Figure 2. Active site morphology of TREX1 mutants.

The structures of the mutant TREX1 proteins fit into two distinct groups based on the number of metal ions coordinated and the position of residue H195 in the active sites. 2F_o-F_c electron density (1σ) for the D18N-DNA and V201D-DNA mutant TREX1 structures (A and B) reveal the catalytic H195 is pointing toward the active site and both divalent calcium ions (yellow spheres, canonical position A and B labeled) are present. However, the 4.25 Å and 3.75 Å interatomic distances for these metal ions is greater than the 3.5 Å distance needed for optimal catalytic activity. In contrast, the D200N-DNA and D200H-DNA structures (C and D) have the H195 oriented away from the active site and only a single divalent ion coordinated by the protein-DNA complex (Mg²⁺ shown as magenta sphere).

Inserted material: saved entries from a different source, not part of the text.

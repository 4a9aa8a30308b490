//! Configuration system for reelhouse.

use figment::{
    providers::{Env, Format, Toml},
    Figment,
};
use serde::{Deserialize, Serialize};
use std::path::PathBuf;

use crate::error::Error;

/// Main configuration struct for reelhouse.
#[derive(Debug, Clone, Default, Serialize, Deserialize)]
#[serde(default)]
pub struct Config {
    /// Recording output settings
    pub recording: RecordingConfig,
    /// Who gets recorded
    pub filter: FilterConfig,
    /// Old archive cleanup
    pub retention: RetentionConfig,
    /// Instant replay settings
    pub instant_replay: InstantReplayConfig,
    /// Session behaviour
    pub session: SessionConfig,
    /// Notification settings
    pub notifications: NotificationsConfig,
}

#[derive(Debug, Clone, Serialize, Deserialize)]
#[serde(default)]
pub struct RecordingConfig {
    /// Root directory; day partitions are created beneath it
    pub root: PathBuf,
    /// Archive file extension, without the dot
    pub extension: String,
    /// Server name written into archive metadata
    pub server_name: String,
    /// Protocol version written into archive metadata
    pub protocol_version: u32,
    /// Host version string written into archive metadata
    pub host_version: String,
    /// Minimum custom label length
    pub custom_label_min: usize,
    /// Maximum custom label length
    pub custom_label_max: usize,
}

impl Default for RecordingConfig {
    fn default() -> Self {
        Self {
            root: PathBuf::from("replay/recordings"),
            extension: "mcpr".to_string(),
            server_name: "localhost".to_string(),
            protocol_version: 0,
            host_version: "unknown".to_string(),
            custom_label_min: 5,
            custom_label_max: 16,
        }
    }
}

/// Filter mode.
#[derive(Debug, Clone, Copy, PartialEq, Eq, Default, Serialize, Deserialize)]
#[serde(rename_all = "lowercase")]
pub enum RecordMode {
    /// Record everyone except listed subjects
    #[default]
    Blacklist,
    /// Record only listed subjects
    Whitelist,
}

/// Which subject attribute filter entries match against.
#[derive(Debug, Clone, Copy, PartialEq, Eq, Default, Serialize, Deserialize)]
#[serde(rename_all = "lowercase")]
pub enum CheckBy {
    #[default]
    Name,
    Uuid,
}

#[derive(Debug, Clone, Default, Serialize, Deserialize)]
#[serde(default)]
pub struct FilterConfig {
    /// blacklist or whitelist
    pub mode: RecordMode,
    /// name or uuid
    pub check_by: CheckBy,
    /// Subjects never recorded in blacklist mode
    pub blacklist: Vec<String>,
    /// Subjects recorded in whitelist mode
    pub whitelist: Vec<String>,
}

#[derive(Debug, Clone, Serialize, Deserialize)]
#[serde(default)]
pub struct RetentionConfig {
    /// Enable the periodic sweep
    pub auto_cleanup: bool,
    /// Archives older than this many days are deleted; `<= 0` disables
    pub days: i64,
    /// Hours between sweeps
    pub interval_hours: u64,
}

impl Default for RetentionConfig {
    fn default() -> Self {
        Self {
            auto_cleanup: false,
            days: 7,
            interval_hours: 24,
        }
    }
}

impl RetentionConfig {
    /// Whether the sweep should run at all.
    pub fn is_active(&self) -> bool {
        self.auto_cleanup && self.days > 0
    }
}

#[derive(Debug, Clone, Serialize, Deserialize)]
#[serde(default)]
pub struct InstantReplayConfig {
    /// Enable instant replays
    pub enabled: bool,
    /// Output directory
    pub dir: PathBuf,
    /// Length of the replay window in minutes
    pub replay_minutes: u32,
    /// Instant replays older than this are swept
    pub expire_minutes: u32,
}

impl Default for InstantReplayConfig {
    fn default() -> Self {
        Self {
            enabled: false,
            dir: PathBuf::from("replay/instant"),
            replay_minutes: 5,
            expire_minutes: 5,
        }
    }
}

/// What happens to a session whose subject disconnects.
#[derive(Debug, Clone, Copy, PartialEq, Eq, Default, Serialize, Deserialize)]
#[serde(rename_all = "lowercase")]
pub enum OfflinePolicy {
    /// Keep the session open and buffering
    Keep,
    /// Stop and seal the session
    #[default]
    Stop,
}

#[derive(Debug, Clone, Default, Serialize, Deserialize)]
#[serde(default)]
pub struct SessionConfig {
    /// Behaviour when a recorded subject goes offline
    pub on_subject_offline: OfflinePolicy,
}

#[derive(Debug, Clone, Serialize, Deserialize)]
#[serde(default)]
pub struct NotificationsConfig {
    /// Deliver start/stop notifications to the host
    pub enabled: bool,
}

impl Default for NotificationsConfig {
    fn default() -> Self {
        Self { enabled: true }
    }
}

/// Validation result with multiple issues.
#[derive(Debug, Clone, Default)]
pub struct ValidationResult {
    /// List of validation issues
    pub issues: Vec<ValidationIssue>,
}

impl ValidationResult {
    /// Create a new empty validation result.
    pub fn new() -> Self {
        Self { issues: Vec::new() }
    }

    /// Check if validation passed (no errors).
    pub fn is_ok(&self) -> bool {
        !self.issues.iter().any(|i| i.severity == IssueSeverity::Error)
    }

    /// Get only error-level issues.
    pub fn errors(&self) -> Vec<&ValidationIssue> {
        self.issues
            .iter()
            .filter(|i| i.severity == IssueSeverity::Error)
            .collect()
    }

    /// Get only warning-level issues.
    pub fn warnings(&self) -> Vec<&ValidationIssue> {
        self.issues
            .iter()
            .filter(|i| i.severity == IssueSeverity::Warning)
            .collect()
    }

    /// Add an error.
    pub fn add_error(&mut self, field: impl Into<String>, message: impl Into<String>) {
        self.issues.push(ValidationIssue {
            severity: IssueSeverity::Error,
            field: field.into(),
            message: message.into(),
        });
    }

    /// Add a warning.
    pub fn add_warning(&mut self, field: impl Into<String>, message: impl Into<String>) {
        self.issues.push(ValidationIssue {
            severity: IssueSeverity::Warning,
            field: field.into(),
            message: message.into(),
        });
    }
}

/// A single validation issue.
#[derive(Debug, Clone)]
pub struct ValidationIssue {
    /// Severity of the issue
    pub severity: IssueSeverity,
    /// Field path (e.g., "retention.days")
    pub field: String,
    /// Human-readable message
    pub message: String,
}

/// Severity level for validation issues.
#[derive(Debug, Clone, Copy, PartialEq, Eq)]
pub enum IssueSeverity {
    /// Warnings don't prevent loading
    Warning,
    /// Errors prevent loading
    Error,
}

impl Config {
    /// Load configuration from all sources.
    pub fn load() -> Result<Self, figment::Error> {
        Self::figment().extract()
    }

    /// The layered configuration sources, lowest precedence first.
    pub fn figment() -> Figment {
        Figment::new()
            .merge(figment::providers::Serialized::defaults(Config::default()))
            .merge(Toml::file(Self::config_dir().join("config.toml")))
            .merge(Toml::file("reelhouse.toml"))
            .merge(Env::prefixed("REELHOUSE_").split("__"))
    }

    /// Load and validate configuration.
    pub fn load_validated() -> Result<Self, Error> {
        let config = Self::load().map_err(|e| Error::Config(e.to_string()))?;
        config.into_validated()
    }

    /// Validate an already-built configuration, logging warnings.
    pub fn into_validated(self) -> Result<Self, Error> {
        let result = self.validate();

        if !result.is_ok() {
            let errors: Vec<String> = result
                .errors()
                .iter()
                .map(|e| format!("{}: {}", e.field, e.message))
                .collect();
            return Err(Error::Config(format!(
                "Configuration validation failed:\n  {}",
                errors.join("\n  ")
            )));
        }

        for warning in result.warnings() {
            tracing::warn!("Config warning - {}: {}", warning.field, warning.message);
        }

        Ok(self)
    }

    /// Validate the configuration.
    pub fn validate(&self) -> ValidationResult {
        let mut result = ValidationResult::new();

        if self.recording.root.as_os_str().is_empty() {
            result.add_error("recording.root", "Recording root cannot be empty");
        }

        let ext = &self.recording.extension;
        if ext.is_empty() || !ext.chars().all(|c| c.is_ascii_alphanumeric()) {
            result.add_error(
                "recording.extension",
                format!("Invalid extension '{}': use letters and digits only", ext),
            );
        }

        if self.recording.custom_label_min == 0 {
            result.add_error("recording.custom_label_min", "custom_label_min must be greater than 0");
        }

        if self.recording.custom_label_min > self.recording.custom_label_max {
            result.add_error(
                "recording.custom_label_max",
                "custom_label_max must not be smaller than custom_label_min",
            );
        }

        if self.retention.auto_cleanup && self.retention.days <= 0 {
            result.add_warning(
                "retention.days",
                "auto_cleanup is enabled but days <= 0 disables the sweep",
            );
        }

        if self.retention.interval_hours == 0 {
            result.add_error("retention.interval_hours", "interval_hours must be greater than 0");
        }

        if self.instant_replay.enabled {
            if self.instant_replay.replay_minutes == 0 {
                result.add_error(
                    "instant_replay.replay_minutes",
                    "replay_minutes must be greater than 0",
                );
            }
            if self.instant_replay.dir == self.recording.root {
                result.add_error(
                    "instant_replay.dir",
                    "instant replay directory must differ from the recording root",
                );
            }
        }

        if self.filter.mode == RecordMode::Whitelist && self.filter.whitelist.is_empty() {
            result.add_warning(
                "filter.whitelist",
                "whitelist mode with an empty whitelist records every subject",
            );
        }

        result
    }

    /// Get the configuration directory.
    pub fn config_dir() -> PathBuf {
        dirs::config_dir()
            .map(|p| p.join("reelhouse"))
            .unwrap_or_else(|| PathBuf::from("~/.config/reelhouse"))
    }
}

The mutated residues in the AGS and FCL mutant active sites are highlighted in blue. (D) An alternate conformation of residue E20 is seen in the active site of the D200H mutant TREX1 structure (3.5 σ F_o-F_c density shown in blue) that allows an interaction with amino acid R62 from the opposing protomer in the dimer. This intersubunit interaction may play a role in substrate release and provides the first structural rationale for the dimeric nature of the TREX1 enzyme.